Input data below:

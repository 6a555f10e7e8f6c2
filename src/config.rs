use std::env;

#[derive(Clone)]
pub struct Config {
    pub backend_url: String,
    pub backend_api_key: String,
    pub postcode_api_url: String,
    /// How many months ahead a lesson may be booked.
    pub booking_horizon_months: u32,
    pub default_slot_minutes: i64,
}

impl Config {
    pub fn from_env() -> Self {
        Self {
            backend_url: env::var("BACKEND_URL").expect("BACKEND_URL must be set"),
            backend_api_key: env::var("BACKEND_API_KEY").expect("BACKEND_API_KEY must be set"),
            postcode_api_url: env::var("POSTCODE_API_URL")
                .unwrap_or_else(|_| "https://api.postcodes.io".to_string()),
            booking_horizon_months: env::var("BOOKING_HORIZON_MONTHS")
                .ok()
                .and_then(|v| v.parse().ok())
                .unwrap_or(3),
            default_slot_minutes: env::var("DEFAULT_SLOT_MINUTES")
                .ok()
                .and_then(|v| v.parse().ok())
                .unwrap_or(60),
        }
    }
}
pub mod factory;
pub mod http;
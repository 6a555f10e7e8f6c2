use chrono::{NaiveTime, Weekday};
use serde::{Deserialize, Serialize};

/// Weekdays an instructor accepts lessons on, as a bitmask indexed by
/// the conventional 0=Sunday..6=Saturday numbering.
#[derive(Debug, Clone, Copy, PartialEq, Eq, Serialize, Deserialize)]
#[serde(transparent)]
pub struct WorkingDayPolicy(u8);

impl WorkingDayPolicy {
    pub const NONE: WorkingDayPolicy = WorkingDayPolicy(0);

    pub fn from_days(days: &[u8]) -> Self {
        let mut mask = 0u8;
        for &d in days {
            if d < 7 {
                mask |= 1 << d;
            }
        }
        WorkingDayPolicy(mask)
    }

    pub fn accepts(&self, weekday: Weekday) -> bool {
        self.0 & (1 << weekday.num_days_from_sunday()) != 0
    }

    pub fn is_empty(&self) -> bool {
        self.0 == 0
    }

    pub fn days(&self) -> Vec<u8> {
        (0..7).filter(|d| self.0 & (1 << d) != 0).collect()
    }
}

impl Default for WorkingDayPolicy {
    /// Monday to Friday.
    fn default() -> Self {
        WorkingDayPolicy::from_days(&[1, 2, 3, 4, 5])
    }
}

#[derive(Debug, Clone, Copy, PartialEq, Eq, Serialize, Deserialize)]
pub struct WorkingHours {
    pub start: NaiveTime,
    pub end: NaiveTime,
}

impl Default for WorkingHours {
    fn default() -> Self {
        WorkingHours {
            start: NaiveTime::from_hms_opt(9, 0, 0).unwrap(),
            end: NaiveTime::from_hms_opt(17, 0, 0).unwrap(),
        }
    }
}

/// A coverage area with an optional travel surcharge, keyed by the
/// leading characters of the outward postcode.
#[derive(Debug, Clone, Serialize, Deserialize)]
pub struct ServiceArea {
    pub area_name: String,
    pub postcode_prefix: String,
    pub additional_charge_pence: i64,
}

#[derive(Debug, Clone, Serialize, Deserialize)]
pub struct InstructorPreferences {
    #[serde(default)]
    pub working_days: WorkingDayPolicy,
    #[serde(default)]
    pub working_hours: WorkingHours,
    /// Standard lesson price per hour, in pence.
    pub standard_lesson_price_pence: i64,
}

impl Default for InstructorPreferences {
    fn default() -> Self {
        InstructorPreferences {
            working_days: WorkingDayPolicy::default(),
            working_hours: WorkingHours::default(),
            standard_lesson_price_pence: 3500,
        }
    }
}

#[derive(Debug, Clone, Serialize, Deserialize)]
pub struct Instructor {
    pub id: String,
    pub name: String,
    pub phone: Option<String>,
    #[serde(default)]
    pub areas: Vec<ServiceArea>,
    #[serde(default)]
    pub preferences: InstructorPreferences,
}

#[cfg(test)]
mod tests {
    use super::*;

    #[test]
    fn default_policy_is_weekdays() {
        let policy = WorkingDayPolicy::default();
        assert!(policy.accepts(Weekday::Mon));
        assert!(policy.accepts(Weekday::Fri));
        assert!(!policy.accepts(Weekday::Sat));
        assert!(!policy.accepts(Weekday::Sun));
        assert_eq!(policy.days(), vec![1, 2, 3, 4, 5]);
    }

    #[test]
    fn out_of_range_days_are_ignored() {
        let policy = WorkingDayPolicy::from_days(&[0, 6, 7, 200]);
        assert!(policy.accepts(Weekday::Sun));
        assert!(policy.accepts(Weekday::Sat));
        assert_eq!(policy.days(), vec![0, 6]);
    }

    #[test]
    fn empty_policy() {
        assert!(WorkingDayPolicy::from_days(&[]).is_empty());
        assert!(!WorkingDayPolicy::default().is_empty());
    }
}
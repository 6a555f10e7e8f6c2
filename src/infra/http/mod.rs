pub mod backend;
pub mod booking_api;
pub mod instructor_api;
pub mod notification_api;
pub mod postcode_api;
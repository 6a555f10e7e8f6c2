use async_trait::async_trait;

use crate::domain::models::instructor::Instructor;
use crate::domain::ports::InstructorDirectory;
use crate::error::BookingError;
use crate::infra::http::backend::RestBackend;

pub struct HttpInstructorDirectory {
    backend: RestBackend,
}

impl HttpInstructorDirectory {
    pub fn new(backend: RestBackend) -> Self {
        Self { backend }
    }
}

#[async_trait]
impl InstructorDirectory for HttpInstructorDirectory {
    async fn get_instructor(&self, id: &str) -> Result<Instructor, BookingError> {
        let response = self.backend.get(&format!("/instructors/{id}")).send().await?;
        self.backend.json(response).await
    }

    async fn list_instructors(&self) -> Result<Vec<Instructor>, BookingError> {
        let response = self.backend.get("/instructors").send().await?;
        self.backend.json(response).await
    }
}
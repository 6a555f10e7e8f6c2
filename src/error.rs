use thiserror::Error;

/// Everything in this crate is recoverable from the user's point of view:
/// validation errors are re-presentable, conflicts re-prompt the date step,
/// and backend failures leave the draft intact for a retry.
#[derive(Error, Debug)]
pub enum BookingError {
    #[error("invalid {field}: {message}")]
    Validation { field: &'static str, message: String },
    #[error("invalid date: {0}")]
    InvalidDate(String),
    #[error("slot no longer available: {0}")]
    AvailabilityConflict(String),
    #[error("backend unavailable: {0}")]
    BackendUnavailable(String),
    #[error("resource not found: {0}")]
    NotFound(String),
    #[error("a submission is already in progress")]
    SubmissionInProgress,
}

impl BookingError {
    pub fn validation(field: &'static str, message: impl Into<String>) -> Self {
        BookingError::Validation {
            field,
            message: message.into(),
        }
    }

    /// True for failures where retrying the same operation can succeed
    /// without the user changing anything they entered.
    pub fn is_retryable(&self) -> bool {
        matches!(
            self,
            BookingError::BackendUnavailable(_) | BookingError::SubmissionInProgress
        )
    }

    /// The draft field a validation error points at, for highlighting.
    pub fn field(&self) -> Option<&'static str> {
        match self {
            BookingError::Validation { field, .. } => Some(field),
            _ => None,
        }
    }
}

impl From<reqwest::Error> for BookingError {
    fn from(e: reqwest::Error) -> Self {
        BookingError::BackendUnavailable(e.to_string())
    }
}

End of Input data.

> [Your goal] Give the data again in full, keeping every line as it was.

> [Result]
repository 6a555f10e7e8f6c2
filename src/config.rs
use std::env;

#[derive(Clone)]
pub struct Config {
    pub backend_url: String,
    pub backend_api_key: String,
    pub postcode_api_url: String,
    /// How many months ahead a lesson may be booked.
    pub booking_horizon_months: u32,
    pub default_slot_minutes: i64,
}

impl Config {
    pub fn from_env() -> Self {
        Self {
            backend_url: env::var("BACKEND_URL").expect("BACKEND_URL must be set"),
            backend_api_key: env::var("BACKEND_API_KEY").expect("BACKEND_API_KEY must be set"),
            postcode_api_url: env::var("POSTCODE_API_URL")
                .unwrap_or_else(|_| "https://api.postcodes.io".to_string()),
            booking_horizon_months: env::var("BOOKING_HORIZON_MONTHS")
                .ok()
                .and_then(|v| v.parse().ok())
                .unwrap_or(3),
            default_slot_minutes: env::var("DEFAULT_SLOT_MINUTES")
                .ok()
                .and_then(|v| v.parse().ok())
                .unwrap_or(60),
        }
    }
}
pub mod factory;
pub mod http;
repository 6a555f10e7e8f6c2
use chrono::{NaiveTime, Weekday};
use serde::{Deserialize, Serialize};

/// Weekdays an instructor accepts lessons on, as a bitmask indexed by
/// the conventional 0=Sunday..6=Saturday numbering.
#[derive(Debug, Clone, Copy, PartialEq, Eq, Serialize, Deserialize)]
#[serde(transparent)]
pub struct WorkingDayPolicy(u8);

impl WorkingDayPolicy {
    pub const NONE: WorkingDayPolicy = WorkingDayPolicy(0);

    pub fn from_days(days: &[u8]) -> Self {
        let mut mask = 0u8;
        for &d in days {
            if d < 7 {
                mask |= 1 << d;
            }
        }
        WorkingDayPolicy(mask)
    }

    pub fn accepts(&self, weekday: Weekday) -> bool {
        self.0 & (1 << weekday.num_days_from_sunday()) != 0
    }

    pub fn is_empty(&self) -> bool {
        self.0 == 0
    }

    pub fn days(&self) -> Vec<u8> {
        (0..7).filter(|d| self.0 & (1 << d) != 0).collect()
    }
}

impl Default for WorkingDayPolicy {
    /// Monday to Friday.
    fn default() -> Self {
        WorkingDayPolicy::from_days(&[1, 2, 3, 4, 5])
    }
}

#[derive(Debug, Clone, Copy, PartialEq, Eq, Serialize, Deserialize)]
pub struct WorkingHours {
    pub start: NaiveTime,
    pub end: NaiveTime,
}

impl Default for WorkingHours {
    fn default() -> Self {
        WorkingHours {
            start: NaiveTime::from_hms_opt(9, 0, 0).unwrap(),
            end: NaiveTime::from_hms_opt(17, 0, 0).unwrap(),
        }
    }
}

/// A coverage area with an optional travel surcharge, keyed by the
/// leading characters of the outward postcode.
#[derive(Debug, Clone, Serialize, Deserialize)]
pub struct ServiceArea {
    pub area_name: String,
    pub postcode_prefix: String,
    pub additional_charge_pence: i64,
}

#[derive(Debug, Clone, Serialize, Deserialize)]
pub struct InstructorPreferences {
    #[serde(default)]
    pub working_days: WorkingDayPolicy,
    #[serde(default)]
    pub working_hours: WorkingHours,
    /// Standard lesson price per hour, in pence.
    pub standard_lesson_price_pence: i64,
}

impl Default for InstructorPreferences {
    fn default() -> Self {
        InstructorPreferences {
            working_days: WorkingDayPolicy::default(),
            working_hours: WorkingHours::default(),
            standard_lesson_price_pence: 3500,
        }
    }
}

#[derive(Debug, Clone, Serialize, Deserialize)]
pub struct Instructor {
    pub id: String,
    pub name: String,
    pub phone: Option<String>,
    #[serde(default)]
    pub areas: Vec<ServiceArea>,
    #[serde(default)]
    pub preferences: InstructorPreferences,
}

#[cfg(test)]
mod tests {
    use super::*;

    #[test]
    fn default_policy_is_weekdays() {
        let policy = WorkingDayPolicy::default();
        assert!(policy.accepts(Weekday::Mon));
        assert!(policy.accepts(Weekday::Fri));
        assert!(!policy.accepts(Weekday::Sat));
        assert!(!policy.accepts(Weekday::Sun));
        assert_eq!(policy.days(), vec![1, 2, 3, 4, 5]);
    }

    #[test]
    fn out_of_range_days_are_ignored() {
        let policy = WorkingDayPolicy::from_days(&[0, 6, 7, 200]);
        assert!(policy.accepts(Weekday::Sun));
        assert!(policy.accepts(Weekday::Sat));
        assert_eq!(policy.days(), vec![0, 6]);
    }

    #[test]
    fn empty_policy() {
        assert!(WorkingDayPolicy::from_days(&[]).is_empty());
        assert!(!WorkingDayPolicy::default().is_empty());
    }
}
repository 6a555f10e7e8f6c2
filename src/infra/http/mod.rs
pub mod backend;
pub mod booking_api;
pub mod instructor_api;
pub mod notification_api;
pub mod postcode_api;
repository 6a555f10e7e8f6c2
use async_trait::async_trait;

use crate::domain::models::instructor::Instructor;
use crate::domain::ports::InstructorDirectory;
use crate::error::BookingError;
use crate::infra::http::backend::RestBackend;

pub struct HttpInstructorDirectory {
    backend: RestBackend,
}

impl HttpInstructorDirectory {
    pub fn new(backend: RestBackend) -> Self {
        Self { backend }
    }
}

#[async_trait]
impl InstructorDirectory for HttpInstructorDirectory {
    async fn get_instructor(&self, id: &str) -> Result<Instructor, BookingError> {
        let response = self.backend.get(&format!("/instructors/{id}")).send().await?;
        self.backend.json(response).await
    }

    async fn list_instructors(&self) -> Result<Vec<Instructor>, BookingError> {
        let response = self.backend.get("/instructors").send().await?;
        self.backend.json(response).await
    }
}
repository 6a555f10e7e8f6c2
filename src/error.rs
use thiserror::Error;

/// Everything in this crate is recoverable from the user's point of view:
/// validation errors are re-presentable, conflicts re-prompt the date step,
/// and backend failures leave the draft intact for a retry.
#[derive(Error, Debug)]
pub enum BookingError {
    #[error("invalid {field}: {message}")]
    Validation { field: &'static str, message: String },
    #[error("invalid date: {0}")]
    InvalidDate(String),
    #[error("slot no longer available: {0}")]
    AvailabilityConflict(String),
    #[error("backend unavailable: {0}")]
    BackendUnavailable(String),
    #[error("resource not found: {0}")]
    NotFound(String),
    #[error("a submission is already in progress")]
    SubmissionInProgress,
}

impl BookingError {
    pub fn validation(field: &'static str, message: impl Into<String>) -> Self {
        BookingError::Validation {
            field,
            message: message.into(),
        }
    }

    /// True for failures where retrying the same operation can succeed
    /// without the user changing anything they entered.
    pub fn is_retryable(&self) -> bool {
        matches!(
            self,
            BookingError::BackendUnavailable(_) | BookingError::SubmissionInProgress
        )
    }

    /// The draft field a validation error points at, for highlighting.
    pub fn field(&self) -> Option<&'static str> {
        match self {
            BookingError::Validation { field, .. } => Some(field),
            _ => None,
        }
    }
}

impl From<reqwest::Error> for BookingError {
    fn from(e: reqwest::Error) -> Self {
        BookingError::BackendUnavailable(e.to_string())
    }
}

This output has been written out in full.